O governo de Hitler implementou, sob o nome de ‘arianização’, a transferência contratual de empresas judias a proprietários alemães, bem como confiscou seus bens. A partir de então, queimaram sinagogas, fecharam todo o comércio pertencente aos judeus e deram início ao aprisionamento dos mesmos. Ao ter início a 2ª Guerra, o exército alemão, que ocupou a metade ocidental da Polônia, passou a perseguir os judeus poloneses de modo que estes foram obrigados a se transferir para guetos, que se assemelhavam aos campos de concentração.

Em junho de 1941, os exércitos alemães invadiram a União de Repúblicas Socialistas Soviéticas (URSS) realizando execuções em massa de judeus no território ocupado, quando não os transferiam aos campos europeus.

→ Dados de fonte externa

//! `[settings]` config loading: a missing or malformed config file is not
//! fatal, it just logs a warning and falls back to the hardcoded defaults
//! below.

use std::path::{Path, PathBuf};

use serde::Deserialize;

const DEFAULT_PORT: u16 = 42070;
const DEFAULT_DEBUG: bool = false;
const DEFAULT_DB_PATH: &str = "tracker.db";
const DEFAULT_KEEPALIVE_TIMEOUT: i64 = 5 * 60;
const DEFAULT_BROADCAST_THREAD_COUNT: usize = 4;
const DEFAULT_MAX_TRACKER_FAILURES: u32 = 3;

#[derive(Debug, Clone, Deserialize)]
struct ConfigFile {
    settings: Settings,
}

#[derive(Debug, Clone, Deserialize)]
struct Settings {
    server_port: u16,
    debug_mode: bool,
    db_path: PathBuf,
    keepalive_timeout: i64,
    broadcast_thread_count: usize,
    max_tracker_failures: u32,
}

/// Resolved settings, always present regardless of whether the config file
/// parsed — the fallback defaults live here, not scattered at call sites.
#[derive(Debug, Clone)]
pub struct TrackerConfig {
    pub server_port: u16,
    pub debug_mode: bool,
    pub db_path: PathBuf,
    pub keepalive_timeout: i64,
    pub broadcast_thread_count: usize,
    pub max_tracker_failures: u32,
}

impl Default for TrackerConfig {
    fn default() -> Self {
        Self {
            server_port: DEFAULT_PORT,
            debug_mode: DEFAULT_DEBUG,
            db_path: PathBuf::from(DEFAULT_DB_PATH),
            keepalive_timeout: DEFAULT_KEEPALIVE_TIMEOUT,
            broadcast_thread_count: DEFAULT_BROADCAST_THREAD_COUNT,
            max_tracker_failures: DEFAULT_MAX_TRACKER_FAILURES,
        }
    }
}

impl TrackerConfig {
    /// Loads `[settings]` from `path`. Any failure to read or parse it (file
    /// missing, bad TOML, missing/mistyped key) logs a warning and returns
    /// the defaults, rather than failing startup.
    pub fn load(path: &Path) -> Self {
        match Self::try_load(path) {
            Ok(config) => {
                tracing::info!(path = %path.display(), "loaded settings from config file");
                config
            }
            Err(error) => {
                tracing::warn!(path = %path.display(), %error, "could not load config file, using defaults");
                Self::default()
            }
        }
    }

    fn try_load(path: &Path) -> anyhow::Result<Self> {
        let raw = std::fs::read_to_string(path)?;
        let parsed: ConfigFile = toml::from_str(&raw)?;
        Ok(Self {
            server_port: parsed.settings.server_port,
            debug_mode: parsed.settings.debug_mode,
            db_path: parsed.settings.db_path,
            keepalive_timeout: parsed.settings.keepalive_timeout,
            broadcast_thread_count: parsed.settings.broadcast_thread_count,
            max_tracker_failures: parsed.settings.max_tracker_failures,
        })
    }
}
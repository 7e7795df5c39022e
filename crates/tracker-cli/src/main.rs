//! The tracker binary: load settings, join a federation (or stand alone),
//! start the broadcaster, and serve the HTTP surface.

mod config;

use std::net::SocketAddr;
use std::path::PathBuf;
use std::sync::Arc;

use clap::Parser;
use config::TrackerConfig;
use tracker_broadcast::{BroadcastConfig, Broadcaster};
use tracker_store::Store;

#[derive(Parser)]
#[command(name = "tracker")]
#[command(about = "A federated file tracker", long_about = None)]
struct Cli {
    /// Specify a nonstandard config file.
    #[arg(short, long, value_name = "FILE", default_value = "config.toml")]
    config: PathBuf,

    /// Specify an initial tracker IP to join through, or "none" to start
    /// standalone. Defaults to trying any trackers already on file.
    #[arg(short = 't', long, value_name = "IP")]
    initial_tracker: Option<String>,
}

#[tokio::main]
async fn main() -> anyhow::Result<()> {
    tracing_subscriber::fmt::init();

    let cli = Cli::parse();
    let settings = TrackerConfig::load(&cli.config);
    let initial_tracker = cli.initial_tracker.as_deref().map(|s| s.to_lowercase());

    let store = Arc::new(Store::open(&settings.db_path)?);

    let seed = tracker_bootstrap::resolve_seed(initial_tracker.as_deref(), &store)?;
    tracker_bootstrap::bootstrap(&store, seed, settings.server_port).await?;

    let broadcaster = Broadcaster::new(
        BroadcastConfig {
            worker_count: settings.broadcast_thread_count,
            max_tracker_failures: settings.max_tracker_failures,
            port: settings.server_port,
            ..BroadcastConfig::default()
        },
        store.clone(),
    );
    let known: Vec<String> = store.list_trackers()?.into_iter().map(|t| t.ip).collect();
    broadcaster.seed_trackers(known).await;
    broadcaster.start().await;

    let dead_tracker = broadcaster.dead_tracker_signal();

    let state = tracker_http::AppState {
        store,
        broadcaster: broadcaster.clone(),
        keep_alive_timeout: settings.keepalive_timeout,
    };
    let app = tracker_http::router(state).into_make_service_with_connect_info::<SocketAddr>();

    let addr = SocketAddr::from(([0, 0, 0, 0], settings.server_port));
    let listener = tokio::net::TcpListener::bind(addr).await?;
    tracing::info!(%addr, "tracker listening");

    tokio::select! {
        result = axum::serve(listener, app) => {
            result?;
        }
        _ = dead_tracker.notified() => {
            tracing::warn!("evicted by a sibling tracker, shutting down");
            broadcaster.interrupt();
        }
        _ = tokio::signal::ctrl_c() => {
            tracing::info!("received interrupt, shutting down");
            broadcaster.interrupt();
        }
    }

    Ok(())
}
//! redb table definitions and the composite-key packing helpers that stand
//! in for a relational store's foreign-key/uniqueness structure — those
//! constraints are this crate's job to enforce in code, not redb's.
//!
//! Rows are bincode-encoded `tracker_types` structs stored as `&[u8]`
//! values; composite keys (chunk ordering within a file, host edges) are
//! packed into sortable byte vectors so a prefix range-scan finds exactly
//! one file's rows.

use redb::TableDefinition;
use uuid::Uuid;

/// ip -> bincode(Tracker)
pub const TRACKERS: TableDefinition<&str, &[u8]> = TableDefinition::new("trackers");

/// uuid (u128) -> bincode(Peer)
pub const PEERS: TableDefinition<u128, &[u8]> = TableDefinition::new("peers");

/// full_hash -> bincode(File)
pub const FILES_BY_HASH: TableDefinition<&str, &[u8]> = TableDefinition::new("files_by_hash");

/// file id -> full_hash, so deregister-by-id can find the owning file.
pub const FILE_ID_TO_HASH: TableDefinition<u64, &str> = TableDefinition::new("file_id_to_hash");

/// pack(file_id, chunk_id) -> bincode(Chunk); ordered by chunk_id within a file.
pub const CHUNKS: TableDefinition<&[u8], &[u8]> = TableDefinition::new("chunks");

/// pack(file_id, peer_uuid) -> 1; a (File, Peer) host edge (invariant 3).
pub const HOSTS: TableDefinition<&[u8], u8> = TableDefinition::new("hosts");

/// pack(peer_uuid, file_id) -> 1; reverse index for peer-status / file-list.
pub const HOSTS_BY_PEER: TableDefinition<&[u8], u8> = TableDefinition::new("hosts_by_peer");

/// Single-row counters table (currently just `next_file_id`).
pub const META: TableDefinition<&str, u64> = TableDefinition::new("meta");

pub const NEXT_FILE_ID_KEY: &str = "next_file_id";

/// Big-endian packing keeps lexicographic byte order equal to numeric order,
/// so a prefix scan over `pack_file_chunk(file_id, 0)..` style ranges visits
/// a file's chunks in `chunk_id` order.
pub fn pack_file_chunk(file_id: u64, chunk_id: i64) -> Vec<u8> {
    let mut key = Vec::with_capacity(16);
    key.extend_from_slice(&file_id.to_be_bytes());
    key.extend_from_slice(&chunk_id.to_be_bytes());
    key
}

pub fn pack_file_prefix(file_id: u64) -> Vec<u8> {
    file_id.to_be_bytes().to_vec()
}

pub fn pack_file_peer(file_id: u64, peer: Uuid) -> Vec<u8> {
    let mut key = Vec::with_capacity(24);
    key.extend_from_slice(&file_id.to_be_bytes());
    key.extend_from_slice(&peer.as_u128().to_be_bytes());
    key
}

pub fn pack_peer_file(peer: Uuid, file_id: u64) -> Vec<u8> {
    let mut key = Vec::with_capacity(24);
    key.extend_from_slice(&peer.as_u128().to_be_bytes());
    key.extend_from_slice(&file_id.to_be_bytes());
    key
}

pub fn pack_peer_prefix(peer: Uuid) -> Vec<u8> {
    peer.as_u128().to_be_bytes().to_vec()
}

pub fn unpack_peer_suffix(key: &[u8]) -> u64 {
    let mut buf = [0u8; 8];
    buf.copy_from_slice(&key[16..24]);
    u64::from_be_bytes(buf)
}

/// Inverse of [`pack_file_peer`]: pulls the peer uuid out of a `HOSTS` key.
pub fn unpack_file_peer_suffix(key: &[u8]) -> Uuid {
    let mut buf = [0u8; 16];
    buf.copy_from_slice(&key[8..24]);
    Uuid::from_u128(u128::from_be_bytes(buf))
}
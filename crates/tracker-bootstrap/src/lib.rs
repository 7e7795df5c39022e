//! Join protocol: fetch a full snapshot from a seed tracker and install it
//! locally before the server starts accepting traffic.
//!
//! Tries each candidate in turn, POSTing an empty `/new_tracker` body; the
//! first to answer with a parseable `{success:true, data:<base64>}` wins,
//! and every other failure mode (network error, non-OK status, non-JSON
//! body, `success:false`, bad base64) just advances to the next candidate.

use base64::engine::general_purpose::STANDARD as BASE64;
use base64::Engine;
use thiserror::Error;
use tracker_store::Store;
use tracker_types::Tracker;

#[derive(Debug, Error)]
pub enum BootstrapError {
    #[error("no tracker candidates available to bootstrap from")]
    NoCandidates,
    #[error("no candidate tracker accepted the join request")]
    NoCandidateSucceeded,
    #[error("store error: {0}")]
    Store(#[from] tracker_store::StoreError),
}

/// Which candidates to try, resolved from `--initial-tracker` and the
/// current (possibly empty) local tracker set.
#[derive(Debug, Clone, PartialEq, Eq)]
pub enum Seed {
    /// `--initial-tracker none`, or no flag and an empty tracker set:
    /// proceed standalone with whatever DB already exists.
    Standalone,
    /// No flag, but the tracker set is already populated: try each known
    /// sibling until one serves.
    KnownTrackers,
    /// `--initial-tracker <ip>`: try only that one.
    Explicit(String),
}

pub fn resolve_seed(initial_tracker: Option<&str>, store: &Store) -> Result<Seed, BootstrapError> {
    match initial_tracker {
        Some("none") => Ok(Seed::Standalone),
        Some(ip) => Ok(Seed::Explicit(ip.to_string())),
        None => {
            let known = store.list_trackers()?;
            if known.is_empty() {
                Ok(Seed::Standalone)
            } else {
                Ok(Seed::KnownTrackers)
            }
        }
    }
}

/// Attempts to join via `seed`, restoring the winning candidate's snapshot
/// into `store` and recording that candidate as a sibling. A no-op for
/// [`Seed::Standalone`].
pub async fn bootstrap(store: &Store, seed: Seed, port: u16) -> Result<(), BootstrapError> {
    let candidates = match seed {
        Seed::Standalone => return Ok(()),
        Seed::Explicit(ip) => vec![ip],
        Seed::KnownTrackers => store.list_trackers()?.into_iter().map(|t| t.ip).collect(),
    };

    if candidates.is_empty() {
        return Err(BootstrapError::NoCandidates);
    }

    let client = reqwest::Client::new();
    for ip in candidates {
        match join_via(&client, &ip, port).await {
            Ok(dump) => {
                store.restore(&dump)?;
                store.create_tracker(&Tracker { ip: ip.clone() })?;
                tracing::info!(tracker = %ip, "bootstrap joined via candidate");
                return Ok(());
            }
            Err(error) => {
                tracing::warn!(tracker = %ip, %error, "bootstrap candidate failed, trying next");
            }
        }
    }

    Err(BootstrapError::NoCandidateSucceeded)
}

#[derive(Debug, Error)]
enum JoinError {
    #[error("network error: {0}")]
    Network(#[from] reqwest::Error),
    #[error("non-OK status")]
    NonOk,
    #[error("response was not valid JSON")]
    NonJson,
    #[error("candidate reported success:false")]
    RemoteFailure,
    #[error("response had no usable data field")]
    BadPayload,
}

async fn join_via(client: &reqwest::Client, ip: &str, port: u16) -> Result<tracker_types::DatabaseDump, JoinError> {
    let url = format!("http://{ip}:{port}/new_tracker");
    let response = client.post(&url).json(&serde_json::json!({})).send().await?;

    if !response.status().is_success() {
        return Err(JoinError::NonOk);
    }

    let body: serde_json::Value = response.json().await.map_err(|_| JoinError::NonJson)?;

    if !body.get("success").and_then(|v| v.as_bool()).unwrap_or(false) {
        return Err(JoinError::RemoteFailure);
    }

    let data = body.get("data").and_then(|v| v.as_str()).ok_or(JoinError::BadPayload)?;
    let bytes = BASE64.decode(data).map_err(|_| JoinError::BadPayload)?;
    bincode::deserialize(&bytes).map_err(|_| JoinError::BadPayload)
}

Os campos de concentração foram, aos poucos, se tornando campos de extermínio. Nos campos de concentração foram instaladas câmaras de gás e crematórios, estes últimos tinham a finalidade de apagar os vestígios do extermínio. Os judeus que não foram aprisionados ou mortos foram deportados ou mesmo emigraram, gerando problemas de várias ordens para quem os recebia.

Houve diversos campos, sendo os mais conhecidos os campos de Auschwitz, Belzec, Kulmhof, Lublin, Sobibor e Treblinka, que, já em 1942, abrigavam quase toda população judaica europeia sob o domínio dos alemães. Os condenados eram levados aos campos de trem, sendo que muitos morriam sufocados na viagem. Ao terminar a guerra, milhões de judeus, eslavos, ciganos, homossexuais, testemunhas de Jeová, comunistas e pessoas pertencentes a outros grupos minoritários morreram em virtude do Holocausto. Em contrapartida, muitos dirigentes nazistas foram condenados, alguns executados, por um Tribunal Internacional de Crimes de Guerra, que abriu precedente para a discussão acerca dos crimes de guerra e da formação de um tribunal penal internacional permanente.